Vandersmissen, un des suspendus, était au stade :  » Dégoûté, comme tous les autres. Tout ça à cause des couillonnades de Goethals. Après le déclenchement de l’affaire, il a encore eu le cran de nous rassurer : -Ne vous en faites pas, vous allez seulement recevoir un blâme. On a bien vu la suite ! Le ciel nous est tombé sur la tête. Les sanctions n’avaient pas encore été prononcées quand le Standard a écrabouillé Beveren en demi-finale. Nous estimions que nous méritions vraiment d’être sur la pelouse du Heysel. Cette apothéose, nous l’avions forcée. Et puis, d’un coup, il y a cette terrible frustration, ce sentiment d’injustice, cette impression de payer alors qu’on n’a rien fait de mal. Avec le Standard au complet, je vois mal comment La Gantoise aurait pu nous contrarier. Avec tout mon respect, c’est une demi-équipe que Gand a affrontée ce jour-là. Il y avait sur la pelouse des coéquipiers que je connaissais à peine quelques semaines plus tôt. Les suspendus ont vécu en retrait la préparation de la finale : nous ne voulions pas les perturber, il fallait que toute l’attention aille vers ceux qui allaient jouer. Pour moi, c’est un souvenir tellement triste que ma mémoire a zappé plusieurs trucs. Je ne me souviens pas bien du déroulement du match. Quand tu es blessé, tu parviens à relativiser, à te dire qu’il n’y a de toute façon rien à faire, que tu es incapable de jouer. Quand tu es suspendu, tu ne raisonnes pas de la même façon.
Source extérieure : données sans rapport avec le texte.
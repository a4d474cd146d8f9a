//! The pending-request table.
//!
//! Every in-flight review request owns exactly one slot here, keyed by its
//! correlation id. The link's reader task appends inbound agent chunks; the
//! caller suspends on a [`VerdictWaiter`] until the slot resolves. A slot
//! resolves exactly once: by completion (all expected agents delivered a
//! verdict), by removal (timeout or caller cancellation), or by a
//! connection-level failure.
//!
//! All mutation happens under one mutex, held only for the duration of the
//! map operation itself. The lock is never held across an await point.

use std::collections::HashMap;
use std::sync::Mutex;

use tokio::sync::oneshot;

use conclave_core::{AgentVerdict, ConclaveError};

use crate::protocol::decision_from_narrative;

type SlotResult = Result<Vec<AgentVerdict>, ConclaveError>;

/// One in-flight request: per-agent narrative buffers, completed verdicts in
/// arrival order, and the waiter the caller suspends on.
struct PendingSlot {
    buffers: HashMap<String, String>,
    verdicts: Vec<AgentVerdict>,
    waiter: Option<oneshot::Sender<SlotResult>>,
}

impl PendingSlot {
    fn new(waiter: oneshot::Sender<SlotResult>) -> Self {
        Self {
            buffers: HashMap::new(),
            verdicts: Vec::new(),
            waiter: Some(waiter),
        }
    }
}

/// Receiver half of a pending request; resolves when the slot does.
#[derive(Debug)]
pub struct VerdictWaiter {
    rx: oneshot::Receiver<SlotResult>,
}

impl VerdictWaiter {
    /// Suspend until the slot resolves.
    ///
    /// # Errors
    ///
    /// Returns the error the slot was failed with, or
    /// [`ConclaveError::ConnectionLost`] if the table went away without
    /// resolving the slot.
    pub async fn recv(&mut self) -> SlotResult {
        match (&mut self.rx).await {
            Ok(outcome) => outcome,
            Err(_) => Err(ConclaveError::ConnectionLost),
        }
    }

    /// Non-blocking check for a resolution that raced the deadline.
    pub fn try_recv(&mut self) -> Option<SlotResult> {
        self.rx.try_recv().ok()
    }
}

/// Maps in-flight request ids to their pending slots.
///
/// # Examples
///
/// ```
/// use conclave_gateway::CorrelationTable;
///
/// let table = CorrelationTable::new(3);
/// let _waiter = table.register("req-1").unwrap();
/// assert!(table.register("req-1").is_err());
/// ```
pub struct CorrelationTable {
    expected: usize,
    slots: Mutex<HashMap<String, PendingSlot>>,
}

impl CorrelationTable {
    /// Create a table expecting `expected` verdicts per request.
    pub fn new(expected: usize) -> Self {
        Self {
            expected,
            slots: Mutex::new(HashMap::new()),
        }
    }

    /// Number of verdicts a request needs to complete.
    pub fn expected(&self) -> usize {
        self.expected
    }

    /// Register a new pending request and hand back its waiter.
    ///
    /// # Errors
    ///
    /// Returns [`ConclaveError::DuplicateId`] if the id already has a live
    /// slot; the newer registration fails, the existing slot is untouched.
    pub fn register(&self, id: &str) -> Result<VerdictWaiter, ConclaveError> {
        let mut slots = self.slots.lock().expect("correlation table poisoned");
        if slots.contains_key(id) {
            return Err(ConclaveError::DuplicateId(id.to_string()));
        }
        let (tx, rx) = oneshot::channel();
        slots.insert(id.to_string(), PendingSlot::new(tx));
        Ok(VerdictWaiter { rx })
    }

    /// Append an agent's narrative chunk to a pending request.
    ///
    /// A `completed` chunk finalizes that agent's verdict from its
    /// accumulated narrative. A later completed chunk from the same agent
    /// replaces the earlier verdict; the distinct-agent count never
    /// double-counts. When the last expected agent completes, the slot is
    /// removed and its waiter resolved. Returns whether the request is now
    /// complete.
    ///
    /// # Errors
    ///
    /// Returns [`ConclaveError::UnknownId`] if no slot exists for `id` —
    /// the caller decides whether that is a drop-and-log condition.
    pub fn append_chunk(
        &self,
        id: &str,
        agent: &str,
        content: &str,
        completed: bool,
    ) -> Result<bool, ConclaveError> {
        let mut slots = self.slots.lock().expect("correlation table poisoned");
        let slot = slots
            .get_mut(id)
            .ok_or_else(|| ConclaveError::UnknownId(id.to_string()))?;

        let buffer = slot.buffers.entry(agent.to_string()).or_default();
        buffer.push_str(content);

        if !completed {
            return Ok(false);
        }

        let narrative = buffer.clone();
        let verdict = AgentVerdict {
            agent: agent.to_string(),
            decision: decision_from_narrative(&narrative),
            narrative,
        };
        match slot.verdicts.iter_mut().find(|v| v.agent == agent) {
            Some(existing) => *existing = verdict,
            None => slot.verdicts.push(verdict),
        }

        if slot.verdicts.len() < self.expected {
            return Ok(false);
        }

        let mut slot = slots.remove(id).expect("slot present");
        if let Some(waiter) = slot.waiter.take() {
            let _ = waiter.send(Ok(slot.verdicts));
        }
        Ok(true)
    }

    /// Detach a pending request, returning any verdicts collected so far.
    ///
    /// Idempotent: removing an id that is not present returns `None`.
    pub fn remove(&self, id: &str) -> Option<Vec<AgentVerdict>> {
        let mut slots = self.slots.lock().expect("correlation table poisoned");
        slots.remove(id).map(|slot| slot.verdicts)
    }

    /// Resolve one pending request with an error.
    ///
    /// Returns `false` if no slot exists for `id`.
    pub fn fail(&self, id: &str, err: ConclaveError) -> bool {
        let mut slots = self.slots.lock().expect("correlation table poisoned");
        match slots.remove(id) {
            Some(mut slot) => {
                if let Some(waiter) = slot.waiter.take() {
                    let _ = waiter.send(Err(err));
                }
                true
            }
            None => false,
        }
    }

    /// Resolve every pending request with a connection-level error.
    pub fn fail_all(&self, make_err: impl Fn() -> ConclaveError) {
        let mut slots = self.slots.lock().expect("correlation table poisoned");
        for (_, mut slot) in slots.drain() {
            if let Some(waiter) = slot.waiter.take() {
                let _ = waiter.send(Err(make_err()));
            }
        }
    }

    /// Number of requests currently in flight.
    pub fn len(&self) -> usize {
        self.slots.lock().expect("correlation table poisoned").len()
    }

    /// Whether no requests are in flight.
    pub fn is_empty(&self) -> bool {
        self.len() == 0
    }
}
Tu te dis que tu aurais dû être sur le terrain et participer à la fête.  »

Les Liégeois qui avaient offert leur prime aux joueurs de Waterschei ont écopé d’une suspension d’un an, ensuite ramenée à neuf mois.  » Je suis resté au Standard, comme Preud’homme et Poel. J’ai raté un bon transfert à Düsseldorf, qui était à l’époque un bon club de Bundesliga. Je roulais vers l’Allemagne pour aller signer mon contrat quand j’ai entendu à la radio que notre suspension ne se limitait plus à la Belgique mais à tous les pays du monde. Et j’ai aussi raté l’EURO 84 en France. Oui, à cause des couillonnades de l’autre…  »

PAR PIERRE DANVOYE

 » Quand Gand a marqué, j’ai pété un câble et shooté le ballon vers la tribune d’honneur où se trouvaient ceux qui avaient suspendu nos stars.  » (Michel Wintacq)  » Tout ça à cause des couillonnades de Goethals !  » (Guy Vandersmissen)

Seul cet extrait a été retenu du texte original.